Received: August 09,2018; Published: August 13,2018
*Corresponding author: Andrew Hatchett, Assistant Professor, Department of Exercise and Sports Science, College of Sciences and Engineering, University of South Carolina Aiken, USA
A few years ago, a colleague of mine wrote an opinion piece on the fact he believed we are not developing specialists in exercise science, only generalists. Therefore, a decline in the advancement of the field has begun signaling a less than productive period for the area of study. For a while now, I have pondered this point of view and I cannot disagree with it on one level. Having our undergraduate and graduate students dive as deep into the cardiovascular physiology or biomechanics as they can is a wonderful opportunity for those students (and faculty) to grow intellectually and hopefully expand the current body of knowledge as some like to say.
On the other hand, an absolute pioneer and leader of the vanguard currently sweeping human fitness performance has said that exercise science has no tangible place in the application of training and athlete development. At first, I was offended by this notion. What is he talking about? I have been in the exercise science in one form or fashion for almost thirty years and find the information I have acquired extremely useful in athlete development, coach development and student development. Just as I had done with my colleague's words, I suppressed my ego and let things percolate. My opinion that eventually developed was of agreement. He was correct. The current structure of most exercise science programs does not look to guide the student's in the development of applicable skills to move human performance forward. We are specializing in not specializing and that is causing a stagnation in a form of isolation. We have limited ourselves. Limited to exercise physiology, biomechanics, kinesiology and other specialized classes that, more often than not, are silos - boxes to be checked for a student to qualify for graduation. We are not developing students that see the human machine as it is, integrated.

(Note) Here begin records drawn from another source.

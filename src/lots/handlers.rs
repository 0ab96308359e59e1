use axum::{
    extract::{Path, Query, State},
    http::StatusCode,
    routing::get,
    Json, Router,
};
use tracing::instrument;
use uuid::Uuid;

use crate::{
    auth::{
        repo::User,
        services::{current_user, require_admin, AuthUser},
    },
    display,
    error::AppError,
    lots::{
        dto::{AdminSearchResponse, LotInput, LotResponse, MemberView, SearchQuery, SpotView},
        repo::{LotWithCounts, ParkingLot, ParkingSpot},
        services,
    },
    state::AppState,
};

pub fn admin_routes() -> Router<AppState> {
    Router::new()
        .route("/admin/lots", get(list_lots).post(create_lot))
        .route(
            "/admin/lots/:id",
            get(get_lot).put(update_lot).delete(delete_lot),
        )
        .route("/admin/lots/:id/spots", get(lot_spots))
        .route("/admin/users", get(list_users))
        .route("/admin/search", get(search))
}

async fn admin_for(state: &AppState, user_id: Uuid) -> Result<User, AppError> {
    let user = current_user(&state.db, user_id).await?;
    require_admin(&user)?;
    Ok(user)
}

#[instrument(skip(state))]
pub async fn list_lots(
    State(state): State<AppState>,
    AuthUser(user_id): AuthUser,
) -> Result<Json<Vec<LotResponse>>, AppError> {
    admin_for(&state, user_id).await?;
    let offset = display::parse_offset(&state.config.display_offset)?;
    let lots = ParkingLot::list_with_counts(&state.db).await?;
    Ok(Json(
        lots.into_iter()
            .map(|row| LotResponse::from_counts(row, offset))
            .collect(),
    ))
}

#[instrument(skip(state, payload))]
pub async fn create_lot(
    State(state): State<AppState>,
    AuthUser(user_id): AuthUser,
    Json(payload): Json<LotInput>,
) -> Result<(StatusCode, Json<LotResponse>), AppError> {
    let lot = services::create_lot(&state.db, user_id, payload).await?;
    let offset = display::parse_offset(&state.config.display_offset)?;
    let (available, occupied) = ParkingSpot::count_by_status(&state.db, lot.id).await?;
    Ok((
        StatusCode::CREATED,
        Json(LotResponse::from_counts(
            LotWithCounts {
                lot,
                available,
                occupied,
            },
            offset,
        )),
    ))
}

#[instrument(skip(state))]
pub async fn get_lot(
    State(state): State<AppState>,
    AuthUser(user_id): AuthUser,
    Path(id): Path<Uuid>,
) -> Result<Json<LotResponse>, AppError> {
    admin_for(&state, user_id).await?;
    let lot = ParkingLot::find_by_id(&state.db, id)
        .await?
        .ok_or_else(|| AppError::NotFound("parking lot not found".into()))?;
    let (available, occupied) = ParkingSpot::count_by_status(&state.db, id).await?;
    let offset = display::parse_offset(&state.config.display_offset)?;
    Ok(Json(LotResponse::from_counts(
        LotWithCounts {
            lot,
            available,
            occupied,
        },
        offset,
    )))
}

#[instrument(skip(state, payload))]
pub async fn update_lot(
    State(state): State<AppState>,
    AuthUser(user_id): AuthUser,
    Path(id): Path<Uuid>,
    Json(payload): Json<LotInput>,
) -> Result<Json<LotResponse>, AppError> {
    let lot = services::update_lot(&state.db, user_id, id, payload).await?;
    let (available, occupied) = ParkingSpot::count_by_status(&state.db, lot.id).await?;
    let offset = display::parse_offset(&state.config.display_offset)?;
    Ok(Json(LotResponse::from_counts(
        LotWithCounts {
            lot,
            available,
            occupied,
        },
        offset,
    )))
}

#[instrument(skip(state))]
pub async fn delete_lot(
    State(state): State<AppState>,
    AuthUser(user_id): AuthUser,
    Path(id): Path<Uuid>,
) -> Result<StatusCode, AppError> {
    services::delete_lot(&state.db, user_id, id).await?;
    Ok(StatusCode::NO_CONTENT)
}

#[instrument(skip(state))]
pub async fn lot_spots(
    State(state): State<AppState>,
    AuthUser(user_id): AuthUser,
    Path(id): Path<Uuid>,
) -> Result<Json<Vec<SpotView>>, AppError> {
    admin_for(&state, user_id).await?;
    ParkingLot::find_by_id(&state.db, id)
        .await?
        .ok_or_else(|| AppError::NotFound("parking lot not found".into()))?;
    let offset = display::parse_offset(&state.config.display_offset)?;
    let rows = ParkingSpot::list_with_occupants(&state.db, id).await?;
    Ok(Json(
        rows.into_iter()
            .map(|row| SpotView::from_row(row, offset))
            .collect(),
    ))
}

#[instrument(skip(state))]
pub async fn list_users(
    State(state): State<AppState>,
    AuthUser(user_id): AuthUser,
) -> Result<Json<Vec<MemberView>>, AppError> {
    admin_for(&state, user_id).await?;
    let users = User::list_members(&state.db).await?;
    Ok(Json(users.into_iter().map(MemberView::from).collect()))
}

#[instrument(skip(state))]
pub async fn search(
    State(state): State<AppState>,
    AuthUser(user_id): AuthUser,
    Query(params): Query<SearchQuery>,
) -> Result<Json<AdminSearchResponse>, AppError> {
    admin_for(&state, user_id).await?;
    let query = params.q.trim().to_string();
    if query.is_empty() {
        return Err(AppError::Validation("query must not be empty".into()));
    }
    let offset = display::parse_offset(&state.config.display_offset)?;
    let lots = ParkingLot::search(&state.db, &query).await?;
    let users = User::search_members(&state.db, &query).await?;
    Ok(Json(AdminSearchResponse {
        query,
        lots: lots
            .into_iter()
            .map(|row| LotResponse::from_counts(row, offset))
            .collect(),
        users: users.into_iter().map(MemberView::from).collect(),
    }))
}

To view the human body as anything less than an integration of dynamic and reciprocal systems is disrespectful to the machine itself. Ignoring this relationship only limits outcome at every level, therefore undermining any potential performance. An outcome of a lab assessment for cardiovascular endurance is meaningless if it cannot be applied outside of that lab. Additionally, if that athlete approaches their movement as a skill, if they focus on breathing techniques, assessed and addressed any mobility issues, attended to their hydration, nutrition, footwear, clothing, visualization, concentration - the list of questions can go on and on. This articulates a point, are we asking the right questions or are we merely focused on an outcome, not the process.
The world of academia often does not lend itself to live application. All too much is the criteria for success predicated on publications. Just as success in real-world application is determined by financial gain. Do we know as much as we think we know? Absolutely not. Are we as good at developing human performance as we think we are? Absolutely not. If we were, we would not be amazed at the accomplishments of athletes daily. In my opinion we must build a general understanding of integrated processes that influence performance before we can entertain the outcome. If we can do this, we will provide the opportunity for a bridge to be built between academic preparation and real-world application. Which, right now, do not have a good relationship. Or allow those so inclined to drill further into a subject they are passionate about. The right questions from the right perspective must be asked if we are to move forward in a meaningful and purposeful way. After all, knowledge without application is useless, is it not. Application without knowledge is dangerous, is it not.